Whenever I ask why he lost out on the deal again, he comes up with some absurd excuse he has convinced himself to believe. One day, it was because, at the last minute, the government security agency intervened. Another time, the person who collected the monies suddenly had a heart attack. There was always a fantastic story awaiting.
I’m convinced that deep inside, he doesn’t want to succeed. He always finds ways to self-sabotage and loses a deal even when it seems harder to do so. It’s as if part of him wants to succeed, but another greater force wants him to fail.
He wants to feel like a victimized hero — a modern-day Robin Hood. He loves saying that he made X money and Y got that contract because of him etc.
Why, you ask, would anyone wish himself to fail? Because we are human and just like an iceberg, we are not aware of a lot of things going on below the surface.
Carl Jung brought us the concept of ‘The Shadow’. The shadow is all the parts of ourselves that we hate and so consciously or unconsciously hide. It’s all the aspects of ourselves that our parents, peers, and society didn’t approve of, so we rejected them out of fear, shame, and ignorance.
After adolescence, we develop an idealized sense of self. What doesn’t fit this self goes to our shadow self. However, this shadow follows us around, behind us and is forever attached to us. We can’t outrun it or lose it as it is part of us.

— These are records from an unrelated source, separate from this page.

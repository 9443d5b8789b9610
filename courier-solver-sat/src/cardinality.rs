//! Cardinality constraints over literals.
//!
//! Every encoder asserts its clauses straight into a [`Session`]. The model
//! builder only sees the [`CardinalityEncoder`] trait and picks an
//! implementation through [`CardinalityStrategy`].

use std::fmt;
use std::str::FromStr;

use rustsat::types::Lit;
use thiserror::Error;

#[cfg(feature = "serde")]
use serde::{Deserialize, Serialize};

use crate::Session;
use crate::bits::{bits_for, to_bits};

/// Encodes "how many of these literals are true" constraints.
///
/// Only [`at_most_one`](Self::at_most_one) differs between the shipped
/// encoders; the counting constraints default to a sequential counter.
pub trait CardinalityEncoder: Sync {
    /// At least one literal holds. An empty input is unsatisfiable.
    fn at_least_one(&self, session: &mut Session, lits: &[Lit]) {
        session.add_clause(lits.iter().copied());
    }

    /// At most one literal holds.
    fn at_most_one(&self, session: &mut Session, lits: &[Lit]);

    /// Exactly one literal holds.
    fn exactly_one(&self, session: &mut Session, lits: &[Lit]) {
        self.at_least_one(session, lits);
        self.at_most_one(session, lits);
    }

    /// At most `k` literals hold.
    fn at_most_k(&self, session: &mut Session, lits: &[Lit], k: usize) {
        sequential_at_most_k(session, lits, k);
    }

    /// At least `k` literals hold, as at most `n - k` of the negations.
    fn at_least_k(&self, session: &mut Session, lits: &[Lit], k: usize) {
        if k == 0 {
            return;
        }
        if k > lits.len() {
            session.add_clause([]);
            return;
        }
        let negated: Vec<Lit> = lits.iter().map(|lit| !*lit).collect();
        self.at_most_k(session, &negated, lits.len() - k);
    }

    /// Exactly `k` literals hold.
    fn exactly_k(&self, session: &mut Session, lits: &[Lit], k: usize) {
        self.at_most_k(session, lits, k);
        self.at_least_k(session, lits, k);
    }
}

/// One binary clause per pair of inputs.
#[derive(Debug, Clone, Copy, Default)]
pub struct Pairwise;

impl CardinalityEncoder for Pairwise {
    fn at_most_one(&self, session: &mut Session, lits: &[Lit]) {
        pairwise_at_most_one(session, lits);
    }

    fn at_most_k(&self, session: &mut Session, lits: &[Lit], k: usize) {
        if k >= lits.len() {
            return;
        }
        for subset in Combinations::new(lits.len(), k + 1) {
            session.add_clause(
                subset
                    .iter()
                    .filter_map(|index| lits.get(*index))
                    .map(|lit| !*lit),
            );
        }
    }
}

/// Sinz's sequential counter.
#[derive(Debug, Clone, Copy, Default)]
pub struct SequentialCounter;

impl CardinalityEncoder for SequentialCounter {
    fn at_most_one(&self, session: &mut Session, lits: &[Lit]) {
        sequential_at_most_k(session, lits, 1);
    }
}

/// Binary encoding: each input selects a distinct pattern of
/// `ceil(log2 n)` auxiliary bits.
#[derive(Debug, Clone, Copy, Default)]
pub struct Bitwise;

impl CardinalityEncoder for Bitwise {
    fn at_most_one(&self, session: &mut Session, lits: &[Lit]) {
        if lits.len() < 2 {
            return;
        }
        let width = bits_for(lits.len() as u64 - 1);
        let selector: Vec<Lit> = (0..width).map(|_| session.fresh()).collect();
        for (index, lit) in lits.iter().enumerate() {
            let Ok(pattern) = to_bits(index as u64, width) else {
                continue;
            };
            for (bit, set) in selector.iter().zip(pattern) {
                session.add_clause([!*lit, if set { *bit } else { !*bit }]);
            }
        }
    }
}

/// Commander encoding, unrolled into a loop.
///
/// Three inputs and a fresh commander `y` form a pairwise group; the search
/// continues with `!y` in their place until at most four literals remain.
#[derive(Debug, Clone, Copy, Default)]
pub struct Commander;

impl CardinalityEncoder for Commander {
    fn at_most_one(&self, session: &mut Session, lits: &[Lit]) {
        let mut remaining = lits.to_vec();
        while remaining.len() > 4 {
            let commander = session.fresh();
            let rest = remaining.split_off(3);
            remaining.push(commander);
            pairwise_at_most_one(session, &remaining);
            remaining = std::iter::once(!commander).chain(rest).collect();
        }
        pairwise_at_most_one(session, &remaining);
    }
}

fn pairwise_at_most_one(session: &mut Session, lits: &[Lit]) {
    for (position, first) in lits.iter().enumerate() {
        for second in lits.iter().skip(position + 1) {
            session.add_clause([!*first, !*second]);
        }
    }
}

/// Sinz's LT-SEQ encoding of `sum(lits) <= k`.
///
/// Register bit `j` after input `i` holds when at least `j + 1` of the first
/// `i + 1` inputs are true.
fn sequential_at_most_k(session: &mut Session, lits: &[Lit], k: usize) {
    if k >= lits.len() {
        return;
    }
    if k == 0 {
        for lit in lits {
            session.add_clause([!*lit]);
        }
        return;
    }
    let Some((last, body)) = lits.split_last() else {
        return;
    };
    let mut before: Option<Vec<Lit>> = None;
    for lit in body {
        let register: Vec<Lit> = (0..k).map(|_| session.fresh()).collect();
        if let Some(first) = register.first() {
            session.add_clause([!*lit, *first]);
        }
        match &before {
            None => {
                for higher in register.iter().skip(1) {
                    session.add_clause([!*higher]);
                }
            }
            Some(below) => {
                for (current, carried) in register.iter().zip(below) {
                    session.add_clause([!*carried, *current]);
                }
                for (current, carried) in register.iter().skip(1).zip(below) {
                    session.add_clause([!*lit, !*carried, *current]);
                }
                if let Some(full) = below.last() {
                    session.add_clause([!*lit, !*full]);
                }
            }
        }
        before = Some(register);
    }
    if let Some(full) = before.as_ref().and_then(|register| register.last()) {
        session.add_clause([!*last, !*full]);
    }
}

/// Ascending `size`-subsets of `0..n`.
struct Combinations {
    n: usize,
    indices: Vec<usize>,
    done: bool,
}

impl Combinations {
    fn new(n: usize, size: usize) -> Self {
        Self {
            n,
            indices: (0..size).collect(),
            done: size > n,
        }
    }
}

impl Iterator for Combinations {
    type Item = Vec<usize>;

    fn next(&mut self) -> Option<Self::Item> {
        if self.done {
            return None;
        }
        let current = self.indices.clone();
        let limit = self.n - self.indices.len();
        let movable = self
            .indices
            .iter()
            .enumerate()
            .rposition(|(position, index)| *index < limit + position);
        match movable {
            Some(position) => {
                let start = current.get(position).map_or(0, |index| index + 1);
                for (offset, slot) in self.indices.iter_mut().skip(position).enumerate() {
                    *slot = start + offset;
                }
            }
            None => self.done = true,
        }
        Some(current)
    }
}

/// Which at-most-one encoding the model builder uses.
#[derive(Debug, Clone, Copy, PartialEq, Eq, Hash, Default)]
#[cfg_attr(feature = "serde", derive(Serialize, Deserialize))]
#[cfg_attr(feature = "serde", serde(rename_all = "kebab-case"))]
pub enum CardinalityStrategy {
    /// [`Pairwise`].
    Pairwise,
    /// [`SequentialCounter`].
    #[default]
    Sequential,
    /// [`Bitwise`].
    Bitwise,
    /// [`Commander`].
    Commander,
}

impl CardinalityStrategy {
    /// Every strategy, in declaration order.
    pub const ALL: [Self; 4] = [
        Self::Pairwise,
        Self::Sequential,
        Self::Bitwise,
        Self::Commander,
    ];

    /// The encoder implementing this strategy.
    pub fn encoder(self) -> &'static dyn CardinalityEncoder {
        match self {
            Self::Pairwise => &Pairwise,
            Self::Sequential => &SequentialCounter,
            Self::Bitwise => &Bitwise,
            Self::Commander => &Commander,
        }
    }

    const fn name(self) -> &'static str {
        match self {
            Self::Pairwise => "pairwise",
            Self::Sequential => "sequential",
            Self::Bitwise => "bitwise",
            Self::Commander => "commander",
        }
    }
}

impl fmt::Display for CardinalityStrategy {
    fn fmt(&self, f: &mut fmt::Formatter<'_>) -> fmt::Result {
        f.write_str(self.name())
    }
}

/// Error returned when parsing an unknown [`CardinalityStrategy`] name.
#[derive(Debug, Clone, PartialEq, Eq, Error)]
#[error("unknown cardinality strategy `{0}`; expected pairwise, sequential, bitwise or commander")]
pub struct ParseStrategyError(String);

impl FromStr for CardinalityStrategy {
    type Err = ParseStrategyError;

    fn from_str(value: &str) -> Result<Self, Self::Err> {
        let wanted = value.trim().to_ascii_lowercase();
        Self::ALL
            .into_iter()
            .find(|strategy| strategy.name() == wanted)
            .ok_or_else(|| ParseStrategyError(value.to_owned()))
    }
}

#[cfg(test)]
mod tests {
    use super::*;
    use crate::Deadline;
    use rstest::rstest;
    use std::time::Duration;

    fn inputs(session: &mut Session, n: usize) -> Vec<Lit> {
        (0..n).map(|_| session.fresh()).collect()
    }

    fn session() -> Session {
        Session::new(Deadline::new(Duration::from_secs(60)))
    }

    #[rstest]
    #[case(3, 0, 1)]
    #[case(0, 0, 1)]
    #[case(4, 2, 6)]
    #[case(5, 3, 10)]
    #[case(2, 3, 0)]
    fn combinations_are_counted(#[case] n: usize, #[case] size: usize, #[case] expected: usize) {
        assert_eq!(Combinations::new(n, size).count(), expected);
    }

    #[rstest]
    fn combinations_are_ascending() {
        let all: Vec<Vec<usize>> = Combinations::new(4, 2).collect();
        assert_eq!(
            all,
            vec![
                vec![0, 1],
                vec![0, 2],
                vec![0, 3],
                vec![1, 2],
                vec![1, 3],
                vec![2, 3]
            ]
        );
    }

    #[rstest]
    #[case(CardinalityStrategy::Pairwise, 6, 0)]
    #[case(CardinalityStrategy::Sequential, 8, 3)]
    #[case(CardinalityStrategy::Bitwise, 8, 2)]
    #[case(CardinalityStrategy::Commander, 6, 0)]
    fn at_most_one_over_four_inputs(
        #[case] strategy: CardinalityStrategy,
        #[case] clauses: usize,
        #[case] auxiliaries: usize,
    ) {
        let mut session = session();
        let lits = inputs(&mut session, 4);
        let (clauses_before, variables_before) = (session.clauses(), session.variables());
        strategy.encoder().at_most_one(&mut session, &lits);
        assert_eq!(session.clauses() - clauses_before, clauses);
        assert_eq!(session.variables() - variables_before, auxiliaries);
    }

    #[rstest]
    fn commander_introduces_one_literal_per_group() {
        let mut session = session();
        let lits = inputs(&mut session, 9);
        let before = session.variables();
        Commander.at_most_one(&mut session, &lits);
        assert_eq!(session.variables() - before, 3);
    }

    #[rstest]
    #[case::pairwise(CardinalityStrategy::Pairwise)]
    #[case::sequential(CardinalityStrategy::Sequential)]
    #[case::bitwise(CardinalityStrategy::Bitwise)]
    #[case::commander(CardinalityStrategy::Commander)]
    fn trivial_inputs_add_nothing(#[case] strategy: CardinalityStrategy) {
        let mut session = session();
        let lits = inputs(&mut session, 1);
        let before = session.clauses();
        strategy.encoder().at_most_one(&mut session, &[]);
        strategy.encoder().at_most_one(&mut session, &lits);
        strategy.encoder().at_most_k(&mut session, &lits, 3);
        assert_eq!(session.clauses(), before);
    }

    #[rstest]
    fn empty_at_least_one_is_unsatisfiable() {
        let mut session = session();
        let before = session.clauses();
        SequentialCounter.at_least_one(&mut session, &[]);
        assert_eq!(session.clauses(), before + 1);
    }

    #[rstest]
    #[case("pairwise", CardinalityStrategy::Pairwise)]
    #[case("Sequential", CardinalityStrategy::Sequential)]
    #[case(" bitwise ", CardinalityStrategy::Bitwise)]
    #[case("commander", CardinalityStrategy::Commander)]
    fn strategies_parse(#[case] text: &str, #[case] expected: CardinalityStrategy) {
        assert_eq!(text.parse::<CardinalityStrategy>(), Ok(expected));
        assert_eq!(expected.to_string().parse::<CardinalityStrategy>(), Ok(expected));
    }

    #[rstest]
    fn unknown_strategy_is_rejected() {
        let err = "ladder".parse::<CardinalityStrategy>().expect_err("unknown name");
        assert!(err.to_string().contains("ladder"));
    }

    #[rstest]
    fn sequential_is_the_default() {
        assert_eq!(CardinalityStrategy::default(), CardinalityStrategy::Sequential);
    }
}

The famous poet Robert Bly described the shadow beautifully: “as a long bag we drag behind us . . . We spend our life until we’re twenty deciding what parts of ourselves to put in the bag, and we spend the rest of our lives trying to get them out again.”
I think that my entrepreneurial friend kept sabotaging himself because he had repressed parts of himself since childhood. He had always wanted his parent’s admiration as nothing was ever good enough for them.
They would compare him to the other kids. Or when he got a high grade in class, they would brag, often embarrassing him by asking him to explain how the teacher complimented him in front of all their friends.
He wanted their love and approval so much that he started making up stories to appease them. Saying he came first in a school run or that his teacher had said he was the best student in the class.
The more he lied and created stories that he was always the hero, the more his parents loved him. The more he pushed his insecurities back into his consciousness, the more he forgot them.
He then grew up with the same pattern of behavior, only now he had to impress everyone else and not just his parents. He was desperate to be known as the coolest, most popular kid at school, always wanting to one-up everyone else.
As a grown-up, he continued wanting to please others and be known as the main guy for deals. In his business transactions, he’d instead gain nothing for himself but be known as the one who got X the contract so that everyone sought his company.
The thing about him is that he’s a great conversationalist, has a large heart and is always in positive spirits. The only damage he does is to himself and, sometimes, my ears.
However, no shadow can exist without its light. If you want to remove the shadow, you must remove the light that shines in you. We can’t have light without the dark. We can’t have success without contemplating failure. How can we value what we have if we can’t also value the lack of it?
Jung believed that rather than extinguishing our shadows and thus our light, we must integrate it into ourselves. We must embrace our darkness — fears, desires and shame — the very things we are most afraid of facing. We must own our shadow, accept its ugliness but respectfully disagree with its worst aspects.
Our shadow is here to guide us to completeness; it is here to remind us that we are human and have many imperfections. It is here to teach us love, compassion and forgiveness for others and also ourselves. When we embrace it, we can be healed.
Debbie Ford, an expert on shadow work and famous author, said in her book, The Dark Side of the Light Chasers, that: “there is a “light shadow,” a place where we have buried our power, our competence, and our authenticity. The dark parts of our psyches are only dark when they are stuffed away and hidden. When we bring them into the light of our consciousness and find their sacred gifts, they transform us. Then we are free.”
Most of us have spent most of our lives denying our shadow self. Instead of chasing the light, hoping that it would extinguish the darkness, we should bring forth our shadow and face it.
Just imagine how my friend would be like if he could integrate his wonderful prominent personality with having enough self-love to feel like he deserved one business deal now and then. Don’t wait too long before you meet and befriend your shadow.